The jury is out on whether DeepSeek’s success challenges existing projections of power demand growth driven by AI workloads. On the one hand, some analysts suggest the anticipated surge in energy consumption for data centres may need to be reassessed. On the other, an article just released by MIT Technology Review says that "New figures show that if the model’s energy-intensive ‘chain of thought’ reasoning gets added to everything, the promise of efficiency gets murky."
Then of course there’s the even murkier issue of AI ethics and safety, with Forbes recently reporting that cybersecurity firm KELA “Was able to jailbreak DeepSeek's model, enabling it to produce malicious outputs, including ransomware development, instructions for creating toxins and the fabrication of sensitive content”.
And all pick and shovel stocks? Firms associated with data centre construction and operation might now come under closer scrutiny as well.
A Blowtorch on the AI Wolfpack
AI’s first-generation giants like OpenAI, Anthropic and Perplexity are also likely to face a tougher reception when they go cap in hand to the market to raise funds.
Despite claims to the contrary, they were clearly blindsided by DeepSeek’s success and punished by investors who are likely questioning their business practices, their bloat, and their ability to compete with Chinese innovation and talent.

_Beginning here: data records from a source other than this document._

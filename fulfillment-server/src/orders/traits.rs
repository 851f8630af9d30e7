//! Command handling traits and the order-level error type.
//!
//! `CommandHandler` implementations validate a command against the
//! current state and emit events; `EventApplier` implementations are
//! pure functions folding one event into an [`OrderRecord`]. Both run
//! inside the write transaction held by [`CommandContext`].

use crate::orders::appliers::{
    CourierAssignedApplier, EventAction, ItemsAppendedApplier, OrderAcceptedApplier,
    OrderCanceledApplier, OrderCreatedApplier, OrderDeliveredApplier, OrderReadyApplier,
    OrderRejectedApplier, PaymentRecordedApplier,
};
use crate::orders::storage::{OrderStorage, StorageError};
use async_trait::async_trait;
use enum_dispatch::enum_dispatch;
use redb::WriteTransaction;
use shared::actor::Role;
use shared::models::{CashierShift, Courier};
use shared::order::{OrderEvent, OrderRecord, OrderStatus};
use std::collections::HashMap;
use thiserror::Error;

/// Domain errors raised while executing a command.
#[derive(Debug, Error)]
pub enum OrderError {
    #[error("Order not found: {0}")]
    OrderNotFound(String),

    /// The operation is never legal from this status (terminal, or a
    /// status the operation does not admit at all).
    #[error("Cannot {action} while order is {status}")]
    InvalidState {
        status: OrderStatus,
        action: &'static str,
    },

    /// Precondition status mismatch caused by a concurrent actor.
    /// Safe to retry after re-reading the order.
    #[error("Expected status {expected}, found {actual}")]
    StaleTransition {
        expected: OrderStatus,
        actual: OrderStatus,
    },

    #[error("Order {order_id} already claimed by courier {courier_id}")]
    AlreadyClaimed {
        order_id: String,
        courier_id: String,
    },

    #[error("Order {0} payment is already settled")]
    PaymentSettled(String),

    #[error("Payment mismatch: {0}")]
    PaymentMismatch(String),

    #[error("Delivery code does not match")]
    InvalidDeliveryCode,

    #[error("Operator {0} already has an open shift")]
    ShiftAlreadyOpen(String),

    #[error("Shift not found: {0}")]
    ShiftNotFound(String),

    #[error("Shift {0} is closed")]
    ShiftClosed(String),

    #[error("Courier not found: {0}")]
    CourierNotFound(String),

    #[error("Courier {0} is inactive")]
    CourierInactive(String),

    #[error("Invalid amount: {0}")]
    InvalidAmount(String),

    #[error("A reason is required to {0}")]
    ReasonRequired(&'static str),

    #[error("Order {0} is not a delivery order")]
    NotDelivery(String),

    #[error("Role {role} is not allowed to {action}")]
    Unauthorized { role: Role, action: &'static str },

    #[error("Storage error: {0}")]
    Storage(#[from] StorageError),
}

/// Command metadata extracted from the submitting command.
#[derive(Debug, Clone)]
pub struct CommandMetadata {
    pub command_id: String,
    pub actor_id: String,
    pub actor_name: String,
    pub role: Role,
    pub timestamp: i64,
}

/// Execution context for command handlers.
///
/// Wraps the open write transaction, tracks the sequence counter, and
/// buffers modified records so a handler always sees its own writes.
pub struct CommandContext<'a> {
    txn: &'a WriteTransaction,
    storage: &'a OrderStorage,
    sequence: u64,
    modified: HashMap<String, OrderRecord>,
}

impl<'a> CommandContext<'a> {
    pub fn new(txn: &'a WriteTransaction, storage: &'a OrderStorage, current_sequence: u64) -> Self {
        Self {
            txn,
            storage,
            sequence: current_sequence,
            modified: HashMap::new(),
        }
    }

    /// Allocate the next global sequence number.
    pub fn next_sequence(&mut self) -> u64 {
        self.sequence += 1;
        self.sequence
    }

    /// Highest sequence allocated so far.
    pub fn max_sequence(&self) -> u64 {
        self.sequence
    }

    /// Load an order record, preferring this command's pending writes.
    pub fn load_record(&self, order_id: &str) -> Result<OrderRecord, OrderError> {
        if let Some(record) = self.modified.get(order_id) {
            return Ok(record.clone());
        }
        self.storage
            .get_record_txn(self.txn, order_id)?
            .ok_or_else(|| OrderError::OrderNotFound(order_id.to_string()))
    }

    /// Buffer a modified record for persistence after event application.
    pub fn save_record(&mut self, record: OrderRecord) {
        self.modified.insert(record.order_id.clone(), record);
    }

    /// Records modified during this command.
    pub fn modified_records(&self) -> impl Iterator<Item = &OrderRecord> {
        self.modified.values()
    }

    /// Allocate the next venue-wide order number.
    pub fn next_order_number(&self) -> Result<u64, OrderError> {
        Ok(self.storage.next_order_number(self.txn)?)
    }

    /// Load a shift, failing with `ShiftNotFound` when absent.
    pub fn shift(&self, shift_id: &str) -> Result<CashierShift, OrderError> {
        self.storage
            .get_shift_txn(self.txn, shift_id)?
            .ok_or_else(|| OrderError::ShiftNotFound(shift_id.to_string()))
    }

    /// Load a courier, failing with `CourierNotFound` when absent.
    pub fn courier(&self, courier_id: &str) -> Result<Courier, OrderError> {
        self.storage
            .get_courier_txn(self.txn, courier_id)?
            .ok_or_else(|| OrderError::CourierNotFound(courier_id.to_string()))
    }

    /// Whether any active order other than `excluding` still references
    /// the table. Used to decide table release on cancel/settlement.
    pub fn table_still_referenced(
        &self,
        table_id: &str,
        excluding: &str,
    ) -> Result<bool, OrderError> {
        Ok(self
            .storage
            .active_order_for_table_txn(self.txn, table_id, excluding)?
            .is_some())
    }
}

/// Command handler trait - implemented by all command actions
#[async_trait]
pub trait CommandHandler {
    /// Validate against current state and emit events. Must not write
    /// to storage directly; all persistence happens in the manager.
    async fn execute(
        &self,
        ctx: &mut CommandContext<'_>,
        metadata: &CommandMetadata,
    ) -> Result<Vec<OrderEvent>, OrderError>;
}

/// Event applier trait - pure fold of one event into the record
#[enum_dispatch]
pub trait EventApplier {
    fn apply(&self, record: &mut OrderRecord, event: &OrderEvent);
}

And the story got worse for them as the week went on, although not many people noticed.
Lost in the noise of the market reaction on Monday (US time) was the fact that on the same day that prices were tanking in response to R1, DeepSeek dropped another open-source rival to the US AI hegemony. This time it was a competitor to OpenAI’s Dall E, and once again DeepSeek’s platform performed strongly in independent third-party benchmarks, besting the incumbent.
Then on Tuesday last week, Alibaba revealed its Qwen2.5-Max model which not only beat GPT-4o and Claude-3.5 Sonnet but also outperformed DeepSeekR1!
What Moat?
What DeepSeek’s approach suggested is that the competitive moat companies like OpenAI and Anthropic believed they had – the huge investment required to build and train LLMs – might actually resemble more of a scratch in the sand than an uncrossable ocean.
Its achievement also revealed that decades' worth of Chinese investment in education is paying dividends and the country has technical capability equal to, and perhaps in some areas, beyond that of the West.
And it confirmed once again the power of the open-source community to challenge and transform markets.
To that end, Mark Zuckerberg must be enjoying a moment. Unlike his rivals at OpenAI and Anthropic, he made his bet early and big on open source.
Dario Amodei can try and sow doubts about DeepSeek’s engineering costs all he likes, and Sam Altman can complain that DeepSeek stole OpenAI's IP (and you would need a reasoning engine worth billions of dollars to process that level of chutzpah). But as Meta’s former Business Engineering Director and co-founder of the Centre of AI Leadership, Georg Zoeller pointed out on LinkedIn, “Every model will now backport what DeepSeek did and anyone going forward will do it on that base.”
The game may just have changed forever.